# Advice on Starter Lathe



## jd99 (Jun 17, 2009)

Hi all:

Looking for thoughts on a lathe purchase, I can only spend 250.00, so I was looking at what Harbor Freight has, and was wondering if anyone has their lathes.

I have my Smithy but it's a metal lathe and not suited for wood turning.


Pro's?
Cons?

Other Choices for the money. 

Thanks
Danny


----------



## BernieW (Sep 12, 2006)

If that is all you can spend I would look at this lathe before I bought the one from Harbour Freight. My youngest brother bought one of those HF lathes and it is not a good lathe at all. In fact he finally got his money back. There are a lot of people that have the one list below and are quite good. I think Bob and Corey had this lathe and were quite happy with it.

Turncrafter Pro 1/2HP Variable Speed Midi Lathe at Penn State Industries

You do realize that the lathe is the cheap part. You will also need turning tools, sharpening system, face shield, chuck, and finishing supplies. Also if you start turning pens you will need pen kits or bottle stopper kits, etc.


----------



## Bob N (Oct 12, 2004)

Hi Danny,

Here is a lathe with a proven track record in your price range.

Turncrafter Pro 1/2HP Variable Speed Midi Lathe at Penn State Industries

This lathe is pretty popular with beginning turners and I even had one myself early on. I have seen many raves about it and very little problems and think it would be a good choice for the price.

I do hope you have allowed a whole lot more in your budget beyond the lathe itself. You will need turning tools, sharpening equipment, accessories and supplies equal to more than double the cost of the lathe in most cases.
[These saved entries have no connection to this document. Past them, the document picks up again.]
//! Configuration loader with TOML parsing and environment variable overrides

use super::schema::OpsyncConfig;
use super::secret_string;
use crate::domain::errors::OpsyncError;
use crate::domain::result::Result;
use regex::Regex;
use std::fs;
use std::path::Path;
use std::sync::OnceLock;

/// Loads configuration from a TOML file
///
/// This function:
/// 1. Reads the TOML file
/// 2. Performs environment variable substitution (${VAR} syntax)
/// 3. Parses the TOML into OpsyncConfig
/// 4. Applies environment variable overrides (OPSYNC_* prefix)
/// 5. Validates the configuration
///
/// # Errors
///
/// Returns a configuration error if the file cannot be read, a referenced
/// environment variable is unset, the TOML is malformed or validation fails.
///
/// # Examples
///
/// ```no_run
/// use opsync::config::loader::load_config;
///
/// let config = load_config("opsync.toml").expect("Failed to load config");
/// ```
pub fn load_config(path: impl AsRef<Path>) -> Result<OpsyncConfig> {
    let path = path.as_ref();

    if !path.exists() {
        return Err(OpsyncError::Configuration(format!(
            "Configuration file not found: {}",
            path.display()
        )));
    }

    let contents = fs::read_to_string(path).map_err(|e| {
        OpsyncError::Configuration(format!(
            "Failed to read configuration file {}: {}",
            path.display(),
            e
        ))
    })?;

    parse_config(&contents)
}

/// Parses configuration text, applying substitution, overrides and validation
///
/// # Errors
///
/// Same as [`load_config`], minus the file access.
pub fn parse_config(contents: &str) -> Result<OpsyncConfig> {
    let contents = substitute_env_vars(contents)?;

    let mut config: OpsyncConfig = toml::from_str(&contents)
        .map_err(|e| OpsyncError::Configuration(format!("Failed to parse TOML: {e}")))?;

    apply_env_overrides(&mut config);

    config.validate().map_err(|e| {
        OpsyncError::Configuration(format!("Configuration validation failed: {e}"))
    })?;

    Ok(config)
}

fn env_placeholder() -> &'static Regex {
    static PLACEHOLDER: OnceLock<Regex> = OnceLock::new();
    PLACEHOLDER.get_or_init(|| {
        Regex::new(r"\$\{([A-Z_][A-Z0-9_]*)\}").expect("static regex is valid")
    })
}

/// Substitutes environment variables in the format ${VAR_NAME}
///
/// Comment lines are copied through untouched.
///
/// # Errors
///
/// Returns an error naming every referenced variable that is not set
fn substitute_env_vars(input: &str) -> Result<String> {
    let re = env_placeholder();
    let mut result = String::with_capacity(input.len());
    let mut missing_vars: Vec<String> = Vec::new();

    for line in input.lines() {
        if line.trim_start().starts_with('#') {
            result.push_str(line);
            result.push('\n');
            continue;
        }

        let mut processed_line = line.to_string();
        for cap in re.captures_iter(line) {
            let var_name = &cap[1];
            match std::env::var(var_name) {
                Ok(value) => {
                    let placeholder = format!("${{{var_name}}}");
                    processed_line = processed_line.replace(&placeholder, &value);
                }
                Err(_) => {
                    if !missing_vars.iter().any(|v| v == var_name) {
                        missing_vars.push(var_name.to_string());
                    }
                }
            }
        }
        result.push_str(&processed_line);
        result.push('\n');
    }

    if !missing_vars.is_empty() {
        return Err(OpsyncError::Configuration(format!(
            "Missing required environment variables: {}",
            missing_vars.join(", ")
        )));
    }

    Ok(result)
}

fn env_parsed<T: std::str::FromStr>(name: &str) -> Option<T> {
    std::env::var(name).ok().and_then(|val| val.parse().ok())
}

/// Applies environment variable overrides using the OPSYNC_* prefix
///
/// Environment variables follow the pattern: OPSYNC_<SECTION>_<KEY>
/// For example: OPSYNC_DATABASE_SCHEMA, OPSYNC_SYNC_LOOKBACK_HOURS
fn apply_env_overrides(config: &mut OpsyncConfig) {
    // Application overrides
    if let Ok(val) = std::env::var("OPSYNC_APPLICATION_LOG_LEVEL") {
        config.application.log_level = val;
    }
    if let Some(dry_run) = env_parsed("OPSYNC_APPLICATION_DRY_RUN") {
        config.application.dry_run = dry_run;
    }

    // API overrides
    if let Ok(val) = std::env::var("OPSYNC_API_ENDPOINT") {
        config.api.endpoint = val;
    }
    if let Ok(val) = std::env::var("OPSYNC_API_PRODUCT_AREA") {
        config.api.product_area = val;
    }
    if let Some(size) = env_parsed("OPSYNC_API_PAGE_SIZE") {
        config.api.page_size = size;
    }
    if let Some(timeout) = env_parsed("OPSYNC_API_TIMEOUT_SECONDS") {
        config.api.timeout_seconds = timeout;
    }
    if let Some(attempts) = env_parsed("OPSYNC_API_RETRY_MAX_ATTEMPTS") {
        config.api.retry.max_attempts = attempts;
    }
    if let Some(delay) = env_parsed("OPSYNC_API_RETRY_INITIAL_DELAY_MS") {
        config.api.retry.initial_delay_ms = delay;
    }
    if let Some(multiplier) = env_parsed("OPSYNC_API_RETRY_BACKOFF_MULTIPLIER") {
        config.api.retry.backoff_multiplier = multiplier;
    }
    if let Some(delay) = env_parsed("OPSYNC_API_RETRY_MAX_DELAY_MS") {
        config.api.retry.max_delay_ms = delay;
    }

    // Database overrides
    if let Ok(val) = std::env::var("OPSYNC_DATABASE_CONNECTION_STRING") {
        config.database.connection_string = secret_string(val);
    }
    if let Ok(val) = std::env::var("OPSYNC_DATABASE_SCHEMA") {
        config.database.schema = val;
    }
    if let Ok(val) = std::env::var("OPSYNC_DATABASE_LAYER_POINT") {
        config.database.layer_point = val;
    }
    if let Ok(val) = std::env::var("OPSYNC_DATABASE_LAYER_LINE") {
        config.database.layer_line = val;
    }
    if let Ok(val) = std::env::var("OPSYNC_DATABASE_LAYER_POLYGON") {
        config.database.layer_polygon = val;
    }
    if let Ok(val) = std::env::var("OPSYNC_DATABASE_SSL_MODE") {
        config.database.ssl_mode = val;
    }
    if let Some(max) = env_parsed("OPSYNC_DATABASE_MAX_CONNECTIONS") {
        config.database.max_connections = max;
    }
    if let Some(timeout) = env_parsed("OPSYNC_DATABASE_CONNECTION_TIMEOUT_SECONDS") {
        config.database.connection_timeout_seconds = timeout;
    }
    if let Some(timeout) = env_parsed("OPSYNC_DATABASE_STATEMENT_TIMEOUT_SECONDS") {
        config.database.statement_timeout_seconds = timeout;
    }

    // Sync overrides
    if let Ok(val) = std::env::var("OPSYNC_SYNC_GEOMETRY_BOUNDS") {
        config.sync.geometry_bounds = val;
    }
    if let Some(hours) = env_parsed("OPSYNC_SYNC_LOOKBACK_HOURS") {
        config.sync.lookback_hours = hours;
    }
    if let Some(concurrency) = env_parsed("OPSYNC_SYNC_ENRICHMENT_CONCURRENCY") {
        config.sync.enrichment_concurrency = concurrency;
    }
    if let Some(drop) = env_parsed("OPSYNC_SYNC_DROP_INVALID_GEOMETRIES") {
        config.sync.drop_invalid_geometries = drop;
    }

    // Logging overrides
    if let Some(enabled) = env_parsed("OPSYNC_LOGGING_LOCAL_ENABLED") {
        config.logging.local_enabled = enabled;
    }
    if let Ok(val) = std::env::var("OPSYNC_LOGGING_LOCAL_PATH") {
        config.logging.local_path = val;
    }
    if let Ok(val) = std::env::var("OPSYNC_LOGGING_LOCAL_ROTATION") {
        config.logging.local_rotation = val;
    }
}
Look forward to hearing your decision and we stand ready to offer any help you may request.


----------



## Bob N (Oct 12, 2004)

Looks like ole Bernie types faster than me but you can see that we pretty much agree...... :sarcastic:


----------



## jd99 (Jun 17, 2009)

Thanks Guys:

I will check that one out. I have almost everything except the tools for turning, sharpening and the saftey stuff I have.

I already have a complete machine shop for metal working, now I'm trying to add to the wood working side.


----------



## lazybum (Jul 16, 2009)

+1 on Bernies and Bobs advice

Pen state has some fair turning tools for the money
pennstateind.com/store/woodturning-tools.html

I think that you need a jig for sharpening if you are a metal worker you can build one like this out of metal:
aroundthewoods.com/sharp.shtml
great pics and ideas:
atbq.qc.ca/jm2/woodturnjigs.htm

I welded up one up for myself and bought the vari-grand attachment
woodworking / woodturning with proberly sharpened tools make life enjoyable

a great article on what you need
gulfcoastwoodturners.org/RESOURCES/Wood%20Turning-what%20you%20need.pdf


----------



## rwyoung (Aug 3, 2008)

+1 again on the PSI Turncrafter Pro. I have one that I bought used and did a little bit of tuning up with. It is variable speed through pulley changes, not a TRIAC like the little bit higher end version. Well worth the money and I suggest that if you do go with one, you check for a while over at Amazon.com. These come up over there once in a while for a little bit less than catalog AND free shipping. Even same as catalog + free shipping you are about $25 ahead.

There is an 8 piece HSS turning tool set from Harbor Freight that lists for around $50 and again through the magic of the Internet, you can often get it for $30 with coupons, etc. These seem to be pretty nice tools, the handles are a bit rough but sandpaper fixes that. And the Benjamin's Best from PSI generally get good marks but are a bit more money.


----------



## iturnwoodpens (Aug 2, 2009)

Morning Danny

Yes the turncrafter pro vari speed is a nice lathe..great for pens. I was up in their showroom a few months ago and they did a cust.. demo. Not much to do pretty much
complete out of the box. Heavily oiled takes about a half hour to really clean it up..
They had finish issues a while back and rough mating surfaces. Their c/s will take care of any problem. Salesman knowledgable and helpful.

One suggestion...Ask for the showroom don't just let an order taker complete..They can answer questions w/practical suggestions and mention specials .The guy I delt with is Jack....

Hope this helps..


----------